In my case the expectation was I'd be released from the hospital with a 90 degree range of motion (ROM). After a week I was sent home with only a 42 degree ROM. The beginning of my at home rehab didn't start off well and I was becoming very discouraged. Very simply, my PT was holding me back in my opinion. I discussed this with my doc and he said he was OK with my taking things into my own hands as I'd had 6 surgeries (two of them being reconstructions) on this knee already. He figured I'd know when I pushed myself and the joint too far so he was willing to give me the green light. Luckily he also found me a really astute PT who was very helpful in getting me to where I wanted to go.
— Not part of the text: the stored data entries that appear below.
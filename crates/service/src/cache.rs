//! Process-wide TTL memoisation of computed reports.
//!
//! Entries are keyed on `(ReportKind, entity_id)` and expire after the TTL of
//! their kind. Mutations never evict; readers accept staleness bounded by the
//! TTL. Computations run outside the lock, so two requests for the same cold
//! key may both compute and the later write wins.

use std::collections::HashMap;
use std::future::Future;
use std::time::{Duration, Instant};

use learnhub_core::types::DbId;
use serde::de::DeserializeOwned;
use serde::Serialize;
use tokio::sync::RwLock;

use crate::error::ServiceResult;

#[derive(Debug, Clone, Copy, PartialEq, Eq, Hash)]
pub enum ReportKind {
    CourseAnalytics,
    CourseStudentProgress,
    CourseTaskAnalytics,
    StudentProgress,
    StudentQuizPerformance,
    StudentDashboard,
    InstructorDashboard,
    AdminDashboard,
}

impl ReportKind {
    pub fn as_str(&self) -> &'static str {
        match self {
            Self::CourseAnalytics => "course_analytics",
            Self::CourseStudentProgress => "course_student_progress",
            Self::CourseTaskAnalytics => "course_task_analytics",
            Self::StudentProgress => "student_progress",
            Self::StudentQuizPerformance => "student_quiz_performance",
            Self::StudentDashboard => "student_dashboard",
            Self::InstructorDashboard => "instructor_dashboard",
            Self::AdminDashboard => "admin_dashboard",
        }
    }

    /// Course-scoped reports use the longer course TTL.
    pub fn is_course_scoped(&self) -> bool {
        matches!(
            self,
            Self::CourseAnalytics | Self::CourseStudentProgress | Self::CourseTaskAnalytics
        )
    }
}

struct CacheEntry {
    value: serde_json::Value,
    expires_at: Instant,
}

pub struct ReportCache {
    course_ttl: Duration,
    student_ttl: Duration,
    entries: RwLock<HashMap<(ReportKind, DbId), CacheEntry>>,
}

impl ReportCache {
    pub fn new(course_ttl: Duration, student_ttl: Duration) -> Self {
        Self {
            course_ttl,
            student_ttl,
            entries: RwLock::new(HashMap::new()),
        }
    }

    pub fn ttl_for(&self, kind: ReportKind) -> Duration {
        if kind.is_course_scoped() {
            self.course_ttl
        } else {
            self.student_ttl
        }
    }

    /// A live entry, decoded. Expired or undecodable entries read as a miss.
    pub async fn get<T: DeserializeOwned>(&self, kind: ReportKind, id: DbId) -> Option<T> {
        let entries = self.entries.read().await;
        let entry = entries.get(&(kind, id))?;
        if Instant::now() >= entry.expires_at {
            return None;
        }
        serde_json::from_value(entry.value.clone()).ok()
    }

    /// Whether `(kind, id)` holds an entry past its expiry.
    async fn has_expired(&self, kind: ReportKind, id: DbId) -> bool {
        let entries = self.entries.read().await;
        entries
            .get(&(kind, id))
            .is_some_and(|entry| Instant::now() >= entry.expires_at)
    }

    pub async fn put<T: Serialize>(&self, kind: ReportKind, id: DbId, report: &T) {
        let value = match serde_json::to_value(report) {
            Ok(value) => value,
            Err(e) => {
                tracing::warn!(kind = kind.as_str(), id, error = %e, "Report not cacheable");
                return;
            }
        };
        let entry = CacheEntry {
            value,
            expires_at: Instant::now() + self.ttl_for(kind),
        };
        self.entries.write().await.insert((kind, id), entry);
    }

    /// Return the cached report or compute, store, and return a fresh one.
    ///
    /// A miss caused by expiry sweeps every expired entry first. Errors from
    /// `compute` are returned and nothing is cached.
    pub async fn get_or_compute<T, F, Fut>(
        &self,
        kind: ReportKind,
        id: DbId,
        compute: F,
    ) -> ServiceResult<T>
    where
        T: Serialize + DeserializeOwned,
        F: FnOnce() -> Fut,
        Fut: Future<Output = ServiceResult<T>>,
    {
        if let Some(hit) = self.get(kind, id).await {
            tracing::debug!(kind = kind.as_str(), id, "Report cache hit");
            return Ok(hit);
        }
        if self.has_expired(kind, id).await {
            let purged = self.purge_expired().await;
            tracing::debug!(kind = kind.as_str(), id, purged, "Expired reports purged");
        }

        let report = compute().await?;
        self.put(kind, id, &report).await;
        Ok(report)
    }

    /// Drop expired entries. Returns how many were removed.
    pub async fn purge_expired(&self) -> usize {
        let now = Instant::now();
        let mut entries = self.entries.write().await;
        let before = entries.len();
        entries.retain(|_, entry| entry.expires_at > now);
        before - entries.len()
    }

    pub async fn len(&self) -> usize {
        self.entries.read().await.len()
    }

    pub async fn is_empty(&self) -> bool {
        self.entries.read().await.is_empty()
    }
}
In the end, with a lot of work, I was able to achieve a higher ROM than was expected. I was also released from PT two weeks earlier then scheduled due to all the work.

Throughout all of this I was out of work for 6 weeks. I slowly entered back into doing activities about 10 weeks after the surgery and was back to my usual round of activities
within 4 months. This was very important to me because I worked with a college outdoor program at the time and needed to be ready for the fall semester. As soon as school started up I was ready for our full slate of activities (hiking, paddling, rock climbing, etc.) and was able to xc ski & snowshoe that winter with no problems whatsoever.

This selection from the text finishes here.